A dangerous surge of respiratory illnesses including COVID-19, the flu, and RSV (respiratory syncytial virus) has led to rising hospitalizations and concerns of a “tripledemic” across the United States this winter.
Holiday Gatherings Drive Up Transmission
The current increase in cases stems from holiday gatherings and travel over late 2022, according to health experts. Christmas and New Year’s celebrations brought large groups of people together, facilitating rapid community spread of the viruses.
“The increased circulation we’re now seeing is likely a reflection of holiday gathering and people letting down their guard with masking and other preventative measures,” said Dr. Natasha Bhuyan, a practicing family physician.
While each virus on its own can pose risks, simultaneous infection further strains the healthcare system and endangers vulnerable populations.
“The possibility of a ‘tripledemic’ – COVID-19, the flu, and respiratory syncytial virus (RSV) circulating intensely at the same time – raises the concern for a perfect storm for our healthcare system,” said Dr. José R. Romero, Director of the Centers for Disease Control and Prevention (CDC).

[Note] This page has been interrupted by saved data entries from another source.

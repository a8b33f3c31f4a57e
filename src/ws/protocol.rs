//! Coordinate stream wire format
//!
//! The server sends one text payload per wall segment, `"{left},{right}"`
//! with signed decimal numbers, followed by a single `"finished"` sentinel.
//! The client sends one session hello once the channel is ready.

use crate::game::WallSegment;

/// Reserved payload signaling that no further segments will be sent
pub const SENTINEL: &str = "finished";

/// One parsed inbound payload
#[derive(Debug, Clone, Copy, PartialEq)]
pub enum StreamPayload {
    /// A wall-offset pair in traversal order
    Segment(WallSegment),
    /// The terminal sentinel
    Finished,
}

/// Parse one inbound text payload.
///
/// Anything that is not the sentinel or a well-formed pair of numbers is a
/// protocol error; silently mis-parsing would poison every later collision
/// and rendering computation with NaN.
pub fn parse_payload(text: &str) -> Result<StreamPayload, ProtocolError> {
    if text == SENTINEL {
        return Ok(StreamPayload::Finished);
    }

    let mut fields = text.split(',');
    let (Some(left), Some(right), None) = (fields.next(), fields.next(), fields.next()) else {
        return Err(ProtocolError::MalformedSegment {
            payload: text.to_string(),
        });
    };

    let parse = |field: &str| {
        field
            .trim()
            .parse::<f64>()
            .ok()
            .filter(|v| v.is_finite())
            .ok_or_else(|| ProtocolError::MalformedSegment {
                payload: text.to_string(),
            })
    };

    Ok(StreamPayload::Segment(WallSegment {
        left: parse(left)?,
        right: parse(right)?,
    }))
}

/// Session hello sent to the server once the channel is ready
pub fn session_hello(session_id: &str, descriptor: &str) -> String {
    format!("session:{session_id}-{descriptor}")
}

/// Wire format errors
#[derive(Debug, Clone, thiserror::Error)]
pub enum ProtocolError {
    #[error("Malformed segment payload: {payload:?}")]
    MalformedSegment { payload: String },
}

#[cfg(test)]
mod tests {
    use super::*;

    #[test]
    fn parses_signed_pairs() {
        assert_eq!(
            parse_payload("-50,50").unwrap(),
            StreamPayload::Segment(WallSegment {
                left: -50.0,
                right: 50.0
            })
        );
        assert_eq!(
            parse_payload("-12.5,3.25").unwrap(),
            StreamPayload::Segment(WallSegment {
                left: -12.5,
                right: 3.25
            })
        );
    }

    #[test]
    fn parses_the_sentinel() {
        assert_eq!(parse_payload("finished").unwrap(), StreamPayload::Finished);
    }

    #[test]
    fn rejects_wrong_field_counts() {
        assert!(parse_payload("").is_err());
        assert!(parse_payload("1").is_err());
        assert!(parse_payload("1,2,3").is_err());
    }

    #[test]
    fn rejects_non_numeric_fields() {
        assert!(parse_payload("a,b").is_err());
        assert!(parse_payload("1,").is_err());
        assert!(parse_payload("NaN,5").is_err());
        assert!(parse_payload("inf,5").is_err());
    }

    #[test]
    fn hello_carries_session_id_and_descriptor() {
        assert_eq!(
            session_hello("abc123", "XYZW"),
            "session:abc123-XYZW"
        );
    }
}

Cases and Hospitalizations Hit Multi-Year Highs
According to CDC tracking, weekly cases of flu are the highest at this point in the season since 2010. Meanwhile, COVID-19 hospital admissions are approaching last winter’s peak per the Department of Health and Human Services.
|Jan 7, 2023
|4.4 per 100k
|Dec 31, 2022
|3.8 per 100k
|Dec 24, 2022
|1.8 per 100k
Child RSV hospitalizations are over 5 times higher than this week last year. These figures showcase a steep incline in illnesses that is pushing some hospitals to near or full capacity.
Health Officials Brace For More In Coming Weeks
The full effects of holiday gathering and travel have likely yet to be seen. Cases often lag exposures by around two weeks.
CDC tracking shows 38 states with “very high” or “extremely high” respiratory illness activity as of January 7th. This represents a dramatic rise from only 16 states with elevated activity two weeks prior.
Health officials nationwide are preparing for further increases and potential strain on healthcare systems. Protective equipment supplies are being stockpiled, visitor limitations enacted, and additional staff recruited by some providers.
“We expect cases to continue to rise for at least the next few weeks,” said Dr. Raquel Bono, Chief Medical Officer at UC Davis Health. “Both COVID and flu can spread easily during indoor gatherings, so staying home when sick can help reduce transmission.”
Meanwhile, pharmaceutical interventions remain limited, as this season’s influenza vaccine is only partially matched to circulating strains. Antiviral medications can lessen severity for high-risk flu and COVID-19 groups.
Mitigation Efforts Still Critical
Public health leaders emphasize basic precautions will be key tools to limit virus impact moving forward. These include staying home when sick, maintaining good hand hygiene, wearing high quality masks in crowded indoor settings, and keeping up to date with vaccinations.
“The news is sobering and a reminder that we need to remain vigilant against respiratory viruses,” said Dr. Michael Osterholm of the University of Minnesota. “Continuing to follow common sense mitigation guidance, along with understanding treatment and testing options, will be crucial in the weeks and months ahead.”
While another holiday spike has clearly begun, individual actions represent an ongoing opportunity to flatten the curve and support community health during a difficult virus season.